As proof, he points to the 1995 bombing of the Alfred P. Murrah Federal Building in Oklahoma City. The explosion killed 168 people, 19 of them young children. But the most iconic picture of the tragedy is that of a firefighter carrying the limp and injured body of a small child.

Before Oklahoma City, young, disaffected white men deeply interested in guns and a return to a different kind of America, like bomber Timothy McVeigh, were seen as ordinary, Potok says. After the bombing, many more white Americans came to see them and the militia groups they formed as potentially dangerous.

It was also no coincidence, Potok argues, that supporters of Trayvon Martin -- shot and killed in 2012 by George Zimmerman -- often emphasized his youth. Trayvon was described as a beloved and average, unarmed teenager with normal hobbies and dreams who was killed after a trip to the store for Skittles and iced tea. "At the same time, Zimmerman's supporters, who profess an aversion to racism but espouse an idea very popular with hate groups -- there is good reason to universally suspect and surveil black men -- did everything possible to recast Trayvon Martin as a dangerous, full-grown man," Potok says.

The Specter of 'Stand Your Ground'

Trayvon's death and the trial outcome didn't just conjure reasons for the grim safety lectures that black parents have long had to give their children. The case terrified many black parents because it made clear that race-related danger remains a threat, and successful prosecution far from assured, says ColorOfChange.org's Robinson.

"I don't think I can say with certainty that George Zimmerman is a domestic terrorist," he says. "Some might call him a vigilante or a bumbling wannabe cop who followed and shot a young boy because of his racist suspicions. But we can say that he likely walked free because of laws sanctioned and bolstered by some of the country's largest corporations, which also happen to sell a lot of guns. And that is no doubt petrifying for a lot of America."

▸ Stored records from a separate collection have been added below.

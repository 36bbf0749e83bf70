// One slot of a chat ring

use lazy_static::lazy_static;
use std::time::Instant;

/// Capacity of the text buffer in UTF-16 code units, terminator included.
pub const TEXT_CAPACITY: usize = 240;

/// Longest text that fits in a slot; the last unit is reserved for the terminator.
pub const MAX_TEXT_UNITS: usize = TEXT_CAPACITY - 1;

lazy_static! {
    static ref TICK_EPOCH: Instant = Instant::now();
}

/// Milliseconds since the first tick was taken in this process, wrapping at `u32::MAX`.
pub fn current_tick() -> u32 {
    TICK_EPOCH.elapsed().as_millis() as u32
}

/// A chat message as stored in shared memory.
///
/// `#[repr(C)]` with no length field: the text is null-terminated within
/// `TEXT_CAPACITY`, so a reader recovers the exact length by scanning.
/// Both peers must agree on this layout byte for byte.
#[repr(C)]
#[derive(Copy, Clone)]
pub struct ChatMessage {
    /// Producer's tick when the slot was written. Informational, never validated.
    pub produced_at_tick: u32,
    pub text: [u16; TEXT_CAPACITY],
}

impl Default for ChatMessage {
    fn default() -> Self {
        Self {
            produced_at_tick: 0,
            text: [0; TEXT_CAPACITY],
        }
    }
}

impl ChatMessage {
    /// Build a slot image from `text`, truncating to `MAX_TEXT_UNITS` code units.
    pub fn new(produced_at_tick: u32, text: &str) -> Self {
        let mut msg = Self {
            produced_at_tick,
            ..Self::default()
        };
        for (dst, unit) in msg.text.iter_mut().zip(encode_truncated(text)) {
            *dst = unit;
        }
        msg
    }

    /// Code units up to (not including) the first terminator.
    pub fn units(&self) -> &[u16] {
        let len = self
            .text
            .iter()
            .position(|&u| u == 0)
            .unwrap_or(TEXT_CAPACITY);
        &self.text[..len]
    }

    /// Decode the stored text. A surrogate pair cut by truncation decodes as U+FFFD.
    pub fn text(&self) -> String {
        String::from_utf16_lossy(self.units())
    }
}

/// UTF-16 encoding of `text`, cut to at most `MAX_TEXT_UNITS` units.
pub fn encode_truncated(text: &str) -> impl Iterator<Item = u16> + '_ {
    text.encode_utf16().take(MAX_TEXT_UNITS)
}

impl std::fmt::Debug for ChatMessage {
    fn fmt(&self, f: &mut std::fmt::Formatter<'_>) -> std::fmt::Result {
        f.debug_struct("ChatMessage")
            .field("produced_at_tick", &self.produced_at_tick)
            .field("text", &self.text())
            .finish()
    }
}
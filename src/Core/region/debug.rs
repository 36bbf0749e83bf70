use super::*;
use std::fmt;

// Debug proxy implementations that call the standalone debug functions
impl fmt::Debug for RegionMapping {
    fn fmt(&self, f: &mut fmt::Formatter<'_>) -> fmt::Result {
        crate::Debug::StructDebug::debug_region_mapping(self, f)
    }
}

impl fmt::Debug for RingBuffer {
    fn fmt(&self, f: &mut fmt::Formatter<'_>) -> fmt::Result {
        crate::Debug::StructDebug::debug_ring_buffer(self, f)
    }
}
use duochat::Ring::Buffer::layout::{Direction, SharedRegion, RING_CAPACITY};
use duochat::Ring::Buffer::RingBuffer;
use duochat::Ring::Structs::Message_Structs::{ChatMessage, MAX_TEXT_UNITS};
use std::alloc::{alloc_zeroed, dealloc, Layout};
use std::sync::atomic::Ordering;

/// A zeroed region on the heap, standing in for a fresh segment.
struct Backing {
    ptr: *mut SharedRegion,
    layout: Layout,
}

impl Backing {
    fn new() -> Self {
        let layout = Layout::new::<SharedRegion>();
        let ptr = unsafe { alloc_zeroed(layout) } as *mut SharedRegion;
        if ptr.is_null() {
            panic!("Failed to allocate region");
        }
        Self { ptr, layout }
    }

    fn ring(&self, direction: Direction) -> RingBuffer {
        unsafe { RingBuffer::for_direction(self.ptr, direction) }
    }
}

impl Drop for Backing {
    fn drop(&mut self) {
        unsafe { dealloc(self.ptr as *mut u8, self.layout) };
    }
}

#[test]
fn nth_message_lands_in_slot_n_minus_one() {
    let backing = Backing::new();
    let rb = backing.ring(Direction::AtoB);

    for n in 1..=150i32 {
        let head = rb.publish(&ChatMessage::new(n as u32, &format!("msg {}", n)));
        assert_eq!(head, n);
        let slot = ((n - 1) as usize) % RING_CAPACITY;
        assert_eq!(rb.slot_for_head(head), slot);
        assert_eq!(rb.peek_slot(slot).unwrap().text(), format!("msg {}", n));
    }
    assert_eq!(rb.head(), 150);
}

#[test]
fn wraparound_overwrites_unread_slot() {
    let backing = Backing::new();
    let rb = backing.ring(Direction::BtoA);

    rb.publish(&ChatMessage::new(0, "first"));
    for i in 2..=RING_CAPACITY {
        rb.publish(&ChatMessage::new(0, &i.to_string()));
    }
    // Reader never caught up; the 65th send takes slot 0
    rb.publish(&ChatMessage::new(0, "sixty-fifth"));

    assert_eq!(rb.read(0).text(), "sixty-fifth");
    assert_eq!(rb.read(1).text(), "2");
}

#[test]
fn reader_trusts_slot_not_content() {
    let backing = Backing::new();
    let rb = backing.ring(Direction::AtoB);

    // The reader was signalled for message 1, but the producer lapped it first
    for i in 1..=(RING_CAPACITY + 1) {
        rb.publish(&ChatMessage::new(i as u32, &format!("#{}", i)));
    }
    let seen = rb.read(0);
    assert_eq!(seen.produced_at_tick, (RING_CAPACITY + 1) as u32);
    assert_eq!(seen.text(), format!("#{}", RING_CAPACITY + 1));
}

#[test]
fn directions_do_not_share_heads_or_slots() {
    let backing = Backing::new();
    let ab = backing.ring(Direction::AtoB);
    let ba = backing.ring(Direction::BtoA);

    ab.publish(&ChatMessage::new(1, "from A"));
    ab.publish(&ChatMessage::new(2, "from A again"));
    ba.publish(&ChatMessage::new(3, "from B"));

    assert_eq!(ab.head(), 2);
    assert_eq!(ba.head(), 1);
    assert_eq!(ab.read(0).text(), "from A");
    assert_eq!(ba.read(0).text(), "from B");
    unsafe {
        assert_eq!((*backing.ptr).head_a_to_b.load(Ordering::Acquire), 2);
        assert_eq!((*backing.ptr).head_b_to_a.load(Ordering::Acquire), 1);
    }
}

#[test]
fn long_text_is_truncated_to_239_units() {
    let backing = Backing::new();
    let rb = backing.ring(Direction::AtoB);

    let long = "x".repeat(500);
    rb.publish(&ChatMessage::new(0, &long));
    let stored = rb.read(0);
    assert_eq!(stored.units().len(), MAX_TEXT_UNITS);
    assert_eq!(stored.text(), "x".repeat(239));
    assert_eq!(stored.text[MAX_TEXT_UNITS], 0);

    let short = "y".repeat(239);
    rb.publish(&ChatMessage::new(0, &short));
    assert_eq!(rb.read(1).text(), short);
}

#[test]
fn head_wraps_without_panicking() {
    let backing = Backing::new();
    unsafe { (*backing.ptr).head_a_to_b.store(i32::MAX, Ordering::Release) };
    let rb = backing.ring(Direction::AtoB);

    let head = rb.publish(&ChatMessage::new(0, "wrap"));
    assert_eq!(head, i32::MIN);
    let slot = rb.slot_for_head(head);
    assert!(slot < RING_CAPACITY);
    assert_eq!(rb.peek_slot(slot).unwrap().text(), "wrap");
    assert!(rb.peek_slot(RING_CAPACITY).is_none());
}
//! Error types for DuoChat

/// Result type alias
pub type Result<T> = std::result::Result<T, ChatError>;

/// Failures surfaced at the transport boundary.
///
/// None of these are fatal to the process: every path that returns one
/// leaves the transport Offline with its partial resources released.
#[derive(Debug, thiserror::Error)]
pub enum ChatError {
    /// A shared memory segment, semaphore or socket could not be created or bound
    #[error("{what}: {source}")]
    Resource {
        /// Which resource failed
        what: String,
        /// Underlying OS error
        #[source]
        source: std::io::Error,
    },

    /// Send attempted while the transport is not connected
    #[error("Not connected")]
    NotConnected,

    /// The socket peer closed the stream or the read failed
    #[error("Peer disconnected")]
    PeerDisconnected,

    /// `start` called on a transport that is already running
    #[error("Already running")]
    AlreadyRunning,

    /// Configuration rejected before any resource was touched
    #[error("Invalid configuration: {0}")]
    InvalidConfig(String),

    /// Configuration file could not be read or parsed
    #[error("Config error: {0}")]
    Config(String),

    /// I/O error
    #[error("I/O error: {0}")]
    Io(#[from] std::io::Error),
}

impl ChatError {
    /// Wrap an OS error with the name of the resource that failed
    pub fn resource(what: impl Into<String>, source: std::io::Error) -> Self {
        ChatError::Resource {
            what: what.into(),
            source,
        }
    }
}
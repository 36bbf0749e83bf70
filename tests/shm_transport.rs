// End-to-end tests of the shared-memory transport. Both peers live in this
// process, which exercises the same named objects two processes would share.

#[cfg(target_os = "linux")]
mod linux_tests {
    use crossbeam_channel::Receiver;
    use duochat::Ring::unlink_channel;
    use duochat::Ring::Buffer::layout::Direction;
    use duochat::Transport::{ChatEvent, ConnectionState, EventSink, ShmTransport, Transport};
    use duochat::{ChatConfig, ChatError, PeerRole};
    use std::time::Duration;

    const WAIT: Duration = Duration::from_secs(5);

    /// Channel names are system-wide, so every test gets its own.
    struct TestChannel(String);

    impl TestChannel {
        fn new(tag: &str) -> Self {
            let name = format!("test_{}_{}_{}", tag, std::process::id(), fastrand::u32(..));
            Self(name)
        }
    }

    impl Drop for TestChannel {
        fn drop(&mut self) {
            let _ = unlink_channel(&self.0);
        }
    }

    fn peer(channel: &TestChannel, role: PeerRole) -> (ShmTransport, Receiver<ChatEvent>) {
        let (sink, rx) = EventSink::channel();
        (ShmTransport::new(channel.0.clone(), role, sink), rx)
    }

    fn next_received(rx: &Receiver<ChatEvent>) -> (String, String) {
        loop {
            match rx.recv_timeout(WAIT).expect("no message arrived") {
                ChatEvent::MessageReceived { text, sender } => return (text, sender),
                _ => continue,
            }
        }
    }

    #[test]
    fn two_peers_exchange_messages() {
        let channel = TestChannel::new("demo");
        let (a, a_rx) = peer(&channel, PeerRole::A);
        let (b, b_rx) = peer(&channel, PeerRole::B);
        a.start().unwrap();
        b.start().unwrap();

        a.send("hi").unwrap();
        assert_eq!(next_received(&b_rx), ("hi".to_string(), "Peer A".to_string()));

        b.send("yo").unwrap();
        assert_eq!(next_received(&a_rx), ("yo".to_string(), "Peer B".to_string()));

        a.stop();
        b.stop();
    }

    #[test]
    fn start_reports_running_and_stop_reports_offline() {
        let channel = TestChannel::new("status");
        let (a, rx) = peer(&channel, PeerRole::A);
        assert_eq!(a.state(), ConnectionState::Offline);

        a.start().unwrap();
        assert_eq!(a.state(), ConnectionState::Running);
        assert_eq!(rx.recv_timeout(WAIT).unwrap(), ChatEvent::StatusChanged(ConnectionState::Running));

        a.stop();
        assert_eq!(a.state(), ConnectionState::Offline);
        let statuses: Vec<_> = rx
            .try_iter()
            .filter(|e| matches!(e, ChatEvent::StatusChanged(_)))
            .collect();
        assert_eq!(statuses, vec![ChatEvent::StatusChanged(ConnectionState::Offline)]);
    }

    #[test]
    fn second_start_is_rejected() {
        let channel = TestChannel::new("twice");
        let (a, rx) = peer(&channel, PeerRole::A);
        a.start().unwrap();
        assert!(matches!(a.start(), Err(ChatError::AlreadyRunning)));
        assert!(rx.try_iter().any(|e| e == ChatEvent::Log("Already running.".into())));
        a.stop();
    }

    #[test]
    fn send_while_offline_is_not_connected() {
        let channel = TestChannel::new("offline");
        let (a, rx) = peer(&channel, PeerRole::A);
        assert!(matches!(a.send("lost"), Err(ChatError::NotConnected)));
        assert_eq!(rx.try_recv().unwrap(), ChatEvent::Log("Not connected.".into()));

        a.start().unwrap();
        a.stop();
        assert!(matches!(a.send("lost"), Err(ChatError::NotConnected)));
    }

    #[test]
    fn stop_is_idempotent_and_safe_before_start() {
        let channel = TestChannel::new("stop");
        let (a, rx) = peer(&channel, PeerRole::B);
        a.stop();
        a.stop();
        assert!(rx.try_recv().is_err());

        a.start().unwrap();
        a.stop();
        a.stop();
        assert_eq!(a.state(), ConnectionState::Offline);
    }

    #[test]
    fn long_text_arrives_truncated() {
        let channel = TestChannel::new("long");
        let (a, a_rx) = peer(&channel, PeerRole::A);
        let (b, b_rx) = peer(&channel, PeerRole::B);
        a.start().unwrap();
        b.start().unwrap();

        let long = "z".repeat(300);
        a.send(&long).unwrap();
        let (text, _) = next_received(&b_rx);
        assert_eq!(text, "z".repeat(239));

        let echoed = a_rx.try_iter().find_map(|e| match e {
            ChatEvent::MessageSent { text, sender } => Some((text, sender)),
            _ => None,
        });
        assert_eq!(echoed, Some(("z".repeat(239), "Peer A".to_string())));
    }

    #[test]
    fn empty_send_is_a_no_op() {
        let channel = TestChannel::new("empty");
        let (a, _a_rx) = peer(&channel, PeerRole::A);
        a.start().unwrap();
        a.send("").unwrap();
        assert_eq!(a.head(Direction::AtoB), Some(0));
    }

    #[test]
    fn heads_survive_restart_cycles() {
        let channel = TestChannel::new("heads");
        let (a, _a_rx) = peer(&channel, PeerRole::A);
        let (b, _b_rx) = peer(&channel, PeerRole::B);
        b.start().unwrap();

        let mut last = 0;
        for round in 0..3 {
            a.start().unwrap();
            for i in 0..5 {
                a.send(&format!("round {} msg {}", round, i)).unwrap();
            }
            let head = a.head(Direction::AtoB).unwrap();
            assert!(head >= last + 5);
            last = head;
            a.stop();
        }
        assert_eq!(last, 15);
        b.stop();
    }

    #[test]
    fn message_sent_before_peer_starts_is_read_later() {
        let channel = TestChannel::new("late");
        let (a, _a_rx) = peer(&channel, PeerRole::A);
        a.start().unwrap();
        a.send("early").unwrap();

        let (b, b_rx) = peer(&channel, PeerRole::B);
        b.start().unwrap();
        assert_eq!(next_received(&b_rx).0, "early");
    }

    #[test]
    fn restart_does_not_deliver_phantom_message() {
        let channel = TestChannel::new("phantom");
        let (b, b_rx) = peer(&channel, PeerRole::B);
        b.start().unwrap();
        b.stop();
        b.start().unwrap();

        std::thread::sleep(Duration::from_millis(500));
        assert!(!b_rx
            .try_iter()
            .any(|e| matches!(e, ChatEvent::MessageReceived { .. })));
        b.stop();
    }

    #[test]
    fn session_facade_runs_shared_memory() {
        let channel = TestChannel::new("facade");
        let a = duochat::start(ChatConfig::shared_memory(channel.0.clone(), PeerRole::A)).unwrap();
        let b = duochat::start(ChatConfig::shared_memory(channel.0.clone(), PeerRole::B)).unwrap();

        duochat::send(&a, "via handle").unwrap();
        assert_eq!(next_received(b.events()).0, "via handle");

        duochat::stop(&a);
        duochat::stop(&b);
        assert_eq!(a.state(), ConnectionState::Offline);
    }

    #[test]
    fn builder_pairs_talk_without_transport() {
        use duochat::Ring::ChannelBuilder;

        let channel = TestChannel::new("builder");
        let a = ChannelBuilder::new().with_channel(channel.0.clone()).with_peer(PeerRole::A).build().unwrap();
        let mut b = ChannelBuilder::new().with_channel(channel.0.clone()).with_peer(PeerRole::B).build().unwrap();
        assert!(a.mapping.is_creator());
        assert!(!b.mapping.is_creator());
        assert_eq!(a.names.segment, format!("/ShmChat_{}_map", channel.0));

        assert!(b.consumer.receive_timeout(Duration::from_millis(10)).unwrap().is_none());
        assert_eq!(a.producer.send("direct").unwrap(), 1);
        let msg = b.consumer.receive_timeout(WAIT).unwrap().unwrap();
        assert_eq!(msg.text(), "direct");
        assert_eq!(b.consumer.local_tail(), 1);
        assert_eq!(b.consumer.sender_label(), "Peer A");
    }

    #[test]
    fn concurrent_senders_keep_head_and_slots_in_step() {
        use duochat::Ring::Buffer::RING_CAPACITY;
        use duochat::Ring::ChannelBuilder;
        use std::collections::HashSet;

        const THREADS: usize = 4;
        const PER_THREAD: usize = 16;
        assert!(THREADS * PER_THREAD <= RING_CAPACITY);

        let channel = TestChannel::new("concurrent");
        let a = ChannelBuilder::new().with_channel(channel.0.clone()).with_peer(PeerRole::A).build().unwrap();
        let b = ChannelBuilder::new().with_channel(channel.0.clone()).with_peer(PeerRole::B).build().unwrap();

        std::thread::scope(|s| {
            for t in 0..THREADS {
                let producer = &a.producer;
                s.spawn(move || {
                    for i in 0..PER_THREAD {
                        producer.send(&format!("t{}-m{}", t, i)).unwrap();
                    }
                });
            }
        });

        let total = THREADS * PER_THREAD;
        assert_eq!(a.mapping.head(Direction::AtoB), total as i32);
        assert_eq!(b.consumer.signal().value().unwrap(), total as i32);

        let stored: Vec<String> = (0..total)
            .map(|slot| b.consumer.ring().peek_slot(slot).unwrap().text())
            .collect();
        let unique: HashSet<String> = stored.into_iter().collect();
        assert_eq!(unique.len(), total);
        for t in 0..THREADS {
            for i in 0..PER_THREAD {
                assert!(unique.contains(&format!("t{}-m{}", t, i)));
            }
        }
    }

    #[test]
    fn invalid_channel_is_rejected_before_start() {
        let err = duochat::start(ChatConfig::shared_memory("bad/name", PeerRole::A)).unwrap_err();
        assert!(matches!(err, ChatError::InvalidConfig(_)));
    }
}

More than 30 states now maintain "Stand your ground" laws similar to Florida's. A series of independent studies have shown that the number of justifiable homicides (pdf) -- shooting deaths in which no one was prosecuted or served jail time -- in these states has increased considerably. These laws have also produced another kind of unequal justice: substantial racial disparities in the prosecution of such homicides.

"Is it really any wonder that so many people are outraged and afraid right now, 50 years after four little girls lost their lives in Birmingham?" Robinson says.